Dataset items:
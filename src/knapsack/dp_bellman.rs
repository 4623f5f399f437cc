//! Classic Bellman dynamic program over capacities, with solution
//! recovery by walking the table backwards. Exact, needs no sorting, and
//! allocates the full (n x C) table, so it is the reference algorithm for
//! small capacities.

use ndarray::Array2;
use tracing::debug;

use super::instance::Instance;
use super::solution::Solution;
use super::{ItemPos, KnapsackSolver, Method, Profit, SolveOutput};

pub struct BellmanSolver;

impl KnapsackSolver for BellmanSolver {
    fn solve(&self, ins: &mut Instance) -> SolveOutput {
        let c = ins.capacity().max(0) as usize;
        let n = ins.item_number();
        let mut sol: Solution = ins.reduced_solution().clone();
        if n == 0 || c == 0 {
            return SolveOutput {
                solution: sol,
                proven_optimal: true,
            };
        }

        let item_at = |i: usize| *ins.item(ins.first_item() + i as ItemPos);

        let mut table = Array2::<Profit>::zeros((n, c + 1));
        let first = item_at(0);
        if first.w as usize <= c {
            for d in first.w as usize..=c {
                table[[0, d]] = first.p;
            }
        }
        for i in 1..n {
            let it = item_at(i);
            for d in 0..=c {
                let mut best = table[[i - 1, d]];
                if it.w as usize <= d {
                    best = best.max(table[[i - 1, d - it.w as usize]] + it.p);
                }
                table[[i, d]] = best;
            }
        }
        debug!(profit = table[[n - 1, c]], "bellman table filled");

        let mut d = c;
        for i in (1..n).rev() {
            if table[[i, d]] != table[[i - 1, d]] {
                let it = item_at(i);
                sol.set(&it, true);
                d -= it.w as usize;
            }
        }
        if table[[0, d]] > 0 {
            sol.set(&first, true);
        }

        SolveOutput {
            solution: sol,
            proven_optimal: true,
        }
    }

    fn method(&self) -> Method {
        Method::DpBellman
    }
}

#[cfg(test)]
mod tests {
    use super::super::testing::{brute_force, make_instance, random_instance};
    use super::*;

    #[test]
    fn small_scenarios() {
        let cases: &[(i64, &[(i64, i64)], i64)] = &[
            (5, &[(2, 3), (3, 4), (4, 5), (5, 6)], 7),
            (10, &[(5, 10), (4, 40), (6, 30)], 70),
            (7, &[(3, 3), (3, 3), (4, 4), (5, 5)], 7),
            (1, &[(2, 100)], 0),
        ];
        for &(c, items, expected) in cases {
            let mut ins = make_instance(c, items);
            let out = BellmanSolver.solve(&mut ins);
            assert_eq!(out.solution.profit(), expected);
            assert!(out.proven_optimal);
            assert!(out.solution.weight() <= c);
        }
    }

    #[test]
    fn matches_brute_force() {
        for seed in 0..30 {
            let mut ins = random_instance(seed, 14, 50, 12, 25);
            let expected = brute_force(&ins);
            let out = BellmanSolver.solve(&mut ins);
            assert_eq!(out.solution.profit(), expected, "seed {}", seed);
        }
    }

    #[test]
    fn recovered_items_sum_to_the_profit() {
        let mut ins = random_instance(99, 25, 120, 15, 30);
        let out = BellmanSolver.solve(&mut ins);
        let mut p = 0;
        let mut w = 0;
        for pos in 0..ins.total_item_number() as ItemPos {
            let it = ins.item(pos);
            if out.solution.contains(it.j) {
                p += it.p;
                w += it.w;
            }
        }
        assert_eq!(p, out.solution.profit());
        assert!(w <= ins.total_capacity());
    }
}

### Exercise description:
Restate the entries above, keeping every word intact.

### Written answer:
filename src/knapsack/dp_bellman.rs
repository 4623f5f399f437cc
//! Classic Bellman dynamic program over capacities, with solution
//! recovery by walking the table backwards. Exact, needs no sorting, and
//! allocates the full (n x C) table, so it is the reference algorithm for
//! small capacities.

use ndarray::Array2;
use tracing::debug;

use super::instance::Instance;
use super::solution::Solution;
use super::{ItemPos, KnapsackSolver, Method, Profit, SolveOutput};

pub struct BellmanSolver;

impl KnapsackSolver for BellmanSolver {
    fn solve(&self, ins: &mut Instance) -> SolveOutput {
        let c = ins.capacity().max(0) as usize;
        let n = ins.item_number();
        let mut sol: Solution = ins.reduced_solution().clone();
        if n == 0 || c == 0 {
            return SolveOutput {
                solution: sol,
                proven_optimal: true,
            };
        }

        let item_at = |i: usize| *ins.item(ins.first_item() + i as ItemPos);

        let mut table = Array2::<Profit>::zeros((n, c + 1));
        let first = item_at(0);
        if first.w as usize <= c {
            for d in first.w as usize..=c {
                table[[0, d]] = first.p;
            }
        }
        for i in 1..n {
            let it = item_at(i);
            for d in 0..=c {
                let mut best = table[[i - 1, d]];
                if it.w as usize <= d {
                    best = best.max(table[[i - 1, d - it.w as usize]] + it.p);
                }
                table[[i, d]] = best;
            }
        }
        debug!(profit = table[[n - 1, c]], "bellman table filled");

        let mut d = c;
        for i in (1..n).rev() {
            if table[[i, d]] != table[[i - 1, d]] {
                let it = item_at(i);
                sol.set(&it, true);
                d -= it.w as usize;
            }
        }
        if table[[0, d]] > 0 {
            sol.set(&first, true);
        }

        SolveOutput {
            solution: sol,
            proven_optimal: true,
        }
    }

    fn method(&self) -> Method {
        Method::DpBellman
    }
}

#[cfg(test)]
mod tests {
    use super::super::testing::{brute_force, make_instance, random_instance};
    use super::*;

    #[test]
    fn small_scenarios() {
        let cases: &[(i64, &[(i64, i64)], i64)] = &[
            (5, &[(2, 3), (3, 4), (4, 5), (5, 6)], 7),
            (10, &[(5, 10), (4, 40), (6, 30)], 70),
            (7, &[(3, 3), (3, 3), (4, 4), (5, 5)], 7),
            (1, &[(2, 100)], 0),
        ];
        for &(c, items, expected) in cases {
            let mut ins = make_instance(c, items);
            let out = BellmanSolver.solve(&mut ins);
            assert_eq!(out.solution.profit(), expected);
            assert!(out.proven_optimal);
            assert!(out.solution.weight() <= c);
        }
    }

    #[test]
    fn matches_brute_force() {
        for seed in 0..30 {
            let mut ins = random_instance(seed, 14, 50, 12, 25);
            let expected = brute_force(&ins);
            let out = BellmanSolver.solve(&mut ins);
            assert_eq!(out.solution.profit(), expected, "seed {}", seed);
        }
    }

    #[test]
    fn recovered_items_sum_to_the_profit() {
        let mut ins = random_instance(99, 25, 120, 15, 30);
        let out = BellmanSolver.solve(&mut ins);
        let mut p = 0;
        let mut w = 0;
        for pos in 0..ins.total_item_number() as ItemPos {
            let it = ins.item(pos);
            if out.solution.contains(it.j) {
                p += it.p;
                w += it.w;
            }
        }
        assert_eq!(p, out.solution.profit());
        assert!(w <= ins.total_capacity());
    }
}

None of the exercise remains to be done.